Background: Accumulating evidence suggests that there are sex differences in analgesic responses to opioid agonists. Several studies using an oral surgery pain model have reported more robust analgesia to kappa-agonist-antagonists (e.g., pentazocine, nalbuphine, butorphanol) among women than among men. However, evidence of sex differences in kappa-agonist-antagonist effects from studies of experimentally induced pain in humans is lacking. Methods: Therefore, the analgesic effects of intravenous pentazocine (0.5 mg/kg) were determined in healthy women (n = 41) and men (n = 38) using three experimental pain models: heat pain, pressure pain, and ischemic pain. Each pain procedure was conducted before and after double-blind administration of both pentazocine and saline, which occurred on separate days in counterbalanced order. Results: Compared with saline, pentazocine produced significant analgesic responses for all pain stimuli. However, no sex differences in pentazocine analgesia emerged.
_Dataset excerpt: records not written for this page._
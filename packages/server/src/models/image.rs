use chrono::{DateTime, Utc};
use serde::Serialize;
use utoipa::ToSchema;
use uuid::Uuid;

use crate::entity::image;

#[derive(Serialize, ToSchema)]
pub struct ImageResponse {
    pub id: Uuid,
    /// SHA-256 of the bytes, hex encoded.
    pub content_hash: String,
    #[schema(example = "fridge.jpg")]
    pub filename: String,
    #[schema(example = "image/jpeg")]
    pub content_type: Option<String>,
    #[schema(example = 48213)]
    pub size: i64,
    pub created_at: DateTime<Utc>,
}

impl From<image::Model> for ImageResponse {
    fn from(m: image::Model) -> Self {
        Self {
            id: m.id,
            content_hash: m.content_hash,
            filename: m.filename,
            content_type: m.content_type,
            size: m.size,
            created_at: m.created_at,
        }
    }
}
//! Photo-to-candidate-batch detection.
//!
//! Providers sit behind [`VisionProvider`] and are looked up by id in a
//! [`ProviderRegistry`]. Whatever a provider returns is reported as
//! [`Detection`]s; nothing here writes to the ledger.

mod error;
pub mod http;
pub mod mock;
pub mod normalize;
mod registry;

use async_trait::async_trait;
use common::Detection;

pub use error::VisionError;
pub use http::HttpVisionProvider;
pub use mock::MockVisionProvider;
pub use registry::{ProviderInfo, ProviderRegistry};

/// Result of a provider's cheap self-check. Evaluated before any I/O.
#[derive(Clone, Debug, PartialEq, Eq)]
pub enum Availability {
    Available,
    Unavailable(String),
}

impl Availability {
    pub fn is_available(&self) -> bool {
        matches!(self, Self::Available)
    }
}

#[async_trait]
pub trait VisionProvider: Send + Sync {
    /// Registry key, e.g. `"mock"`.
    fn id(&self) -> &'static str;

    /// Display name.
    fn name(&self) -> &'static str;

    fn availability(&self) -> Availability;

    /// Propose at most `top_k` candidate batches for an image reference.
    async fn detect(&self, image_ref: &str, top_k: usize) -> Result<Vec<Detection>, VisionError>;
}
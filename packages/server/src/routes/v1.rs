use utoipa_axum::router::OpenApiRouter;
use utoipa_axum::routes;

use crate::config::AppConfig;
use crate::handlers;
use crate::state::AppState;

pub fn routes(config: &AppConfig) -> OpenApiRouter<AppState> {
    OpenApiRouter::new()
        .routes(routes!(handlers::dashboard::get_summary))
        .merge(batch_routes())
        .merge(catalog_routes())
        .merge(image_routes(config))
        .merge(detection_routes())
}

fn batch_routes() -> OpenApiRouter<AppState> {
    OpenApiRouter::new()
        .routes(routes!(
            handlers::batch::list_batches,
            handlers::batch::create_batch
        ))
        .routes(routes!(handlers::batch::bulk_create_batches))
        .routes(routes!(handlers::batch::list_expiring))
        .routes(routes!(
            handlers::batch::get_batch,
            handlers::batch::update_batch
        ))
        .routes(routes!(handlers::batch::consume_batch))
        .routes(routes!(handlers::batch::discard_batch))
        .routes(routes!(handlers::batch::list_batch_events))
        .routes(routes!(handlers::batch::list_events))
}

fn catalog_routes() -> OpenApiRouter<AppState> {
    OpenApiRouter::new()
        .routes(routes!(
            handlers::item::list_items,
            handlers::item::create_item
        ))
        .routes(routes!(handlers::recipe::list_recipes))
        .routes(routes!(handlers::recipe::list_feasible_recipes))
}

fn image_routes(config: &AppConfig) -> OpenApiRouter<AppState> {
    let upload = OpenApiRouter::new()
        .routes(routes!(handlers::image::upload_image))
        .layer(handlers::image::image_upload_body_limit(
            config.storage.max_blob_size,
        ));

    OpenApiRouter::new()
        .routes(routes!(handlers::image::get_image))
        .routes(routes!(handlers::image::get_image_content))
        .merge(upload)
}

fn detection_routes() -> OpenApiRouter<AppState> {
    OpenApiRouter::new()
        .routes(routes!(handlers::detection::list_providers))
        .routes(routes!(handlers::detection::detect))
}
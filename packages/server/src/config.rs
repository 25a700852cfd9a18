use std::time::Duration;

use common::config::StorageAppConfig;
use config::{Config, ConfigError, Environment, File};
use serde::Deserialize;

#[derive(Debug, Deserialize, Clone)]
pub struct CorsConfig {
    pub allow_origins: Vec<String>,
    pub max_age: u64,
}

#[derive(Debug, Deserialize, Clone)]
pub struct ServerConfig {
    pub host: String,
    pub port: u16,
    pub cors: CorsConfig,
}

#[derive(Debug, Deserialize, Clone)]
pub struct DatabaseConfig {
    pub url: String,
    #[serde(default = "default_max_connections")]
    pub max_connections: u32,
    #[serde(default = "default_connect_timeout_secs")]
    pub connect_timeout_secs: u64,
}

fn default_max_connections() -> u32 {
    20
}
fn default_connect_timeout_secs() -> u64 {
    8
}

/// Inventory defaults applied when a caller leaves a field out.
#[derive(Debug, Deserialize, Clone)]
pub struct InventoryConfig {
    /// Shelf life for items that carry none. Default: 5.
    #[serde(default = "default_shelf_life_days")]
    pub default_shelf_life_days: i32,
    /// Horizon used by the dashboard and by `/batches/expiring` without `days`.
    /// Default: 3.
    #[serde(default = "default_expiring_horizon_days")]
    pub expiring_horizon_days: i64,
}

fn default_shelf_life_days() -> i32 {
    5
}
fn default_expiring_horizon_days() -> i64 {
    3
}

impl Default for InventoryConfig {
    fn default() -> Self {
        Self {
            default_shelf_life_days: default_shelf_life_days(),
            expiring_horizon_days: default_expiring_horizon_days(),
        }
    }
}

pub const DEFAULT_VISION_TIMEOUT_SECS: u64 = 20;

/// Settings for the remote detection service.
#[derive(Debug, Deserialize, Clone, Default)]
pub struct HttpVisionConfig {
    /// Unset or blank means the provider reports itself unavailable.
    #[serde(default)]
    pub endpoint: Option<String>,
    /// JSON object of extra request headers, e.g. `{"Authorization": "Bearer x"}`.
    #[serde(default)]
    pub headers_json: Option<String>,
    /// Whole seconds. Kept as text so a malformed value falls back to the
    /// default instead of refusing to start.
    #[serde(default)]
    pub timeout: Option<String>,
}

impl HttpVisionConfig {
    pub fn endpoint(&self) -> Option<&str> {
        self.endpoint
            .as_deref()
            .map(str::trim)
            .filter(|e| !e.is_empty())
    }

    pub fn timeout(&self) -> Duration {
        let secs = self
            .timeout
            .as_deref()
            .map(str::trim)
            .filter(|t| !t.is_empty() && t.bytes().all(|b| b.is_ascii_digit()))
            .and_then(|t| t.parse::<u64>().ok())
            .filter(|&t| t > 0)
            .unwrap_or(DEFAULT_VISION_TIMEOUT_SECS);
        Duration::from_secs(secs)
    }
}

#[derive(Debug, Deserialize, Clone, Default)]
pub struct VisionConfig {
    #[serde(default)]
    pub http: HttpVisionConfig,
}

#[derive(Debug, Deserialize, Clone)]
pub struct AppConfig {
    pub server: ServerConfig,
    pub database: DatabaseConfig,
    #[serde(default)]
    pub storage: StorageAppConfig,
    #[serde(default)]
    pub inventory: InventoryConfig,
    #[serde(default)]
    pub vision: VisionConfig,
}

impl AppConfig {
    pub fn load() -> Result<Self, ConfigError> {
        let s = Config::builder()
            .set_default("server.host", "127.0.0.1")?
            .set_default("server.port", 3000)?
            .set_default("server.cors.allow_origins", Vec::<String>::new())?
            .set_default("server.cors.max_age", 3600)?
            .set_default("database.url", "sqlite://./data/larder.db?mode=rwc")?
            // Load from config/config.toml
            .add_source(File::with_name("config/config").required(false))
            // Override from environment (e.g., LARDER__VISION__HTTP__ENDPOINT)
            .add_source(Environment::with_prefix("LARDER").separator("__"))
            .build()?;

        s.try_deserialize()
    }
}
Effect sizes for the sex differences were computed; the magnitude of effects was small, and an equal number of measures showed greater analgesia in men than in women. Also, analgesic responses were not highly correlated across pain modalities, suggesting that different mechanisms may underlie analgesia for disparate types of pain. Conclusions: These findings indicate significant analgesic responses to pentazocine in both men and women across multiple experimental pain assays, and the absence of sex differences contrasts with previous data from the oral surgery model. The most likely explanation for the discrepancy in results is that of differences in the pain assays. These findings are important because they suggest that sex differences in opioid analgesia may be specific to certain types of pain.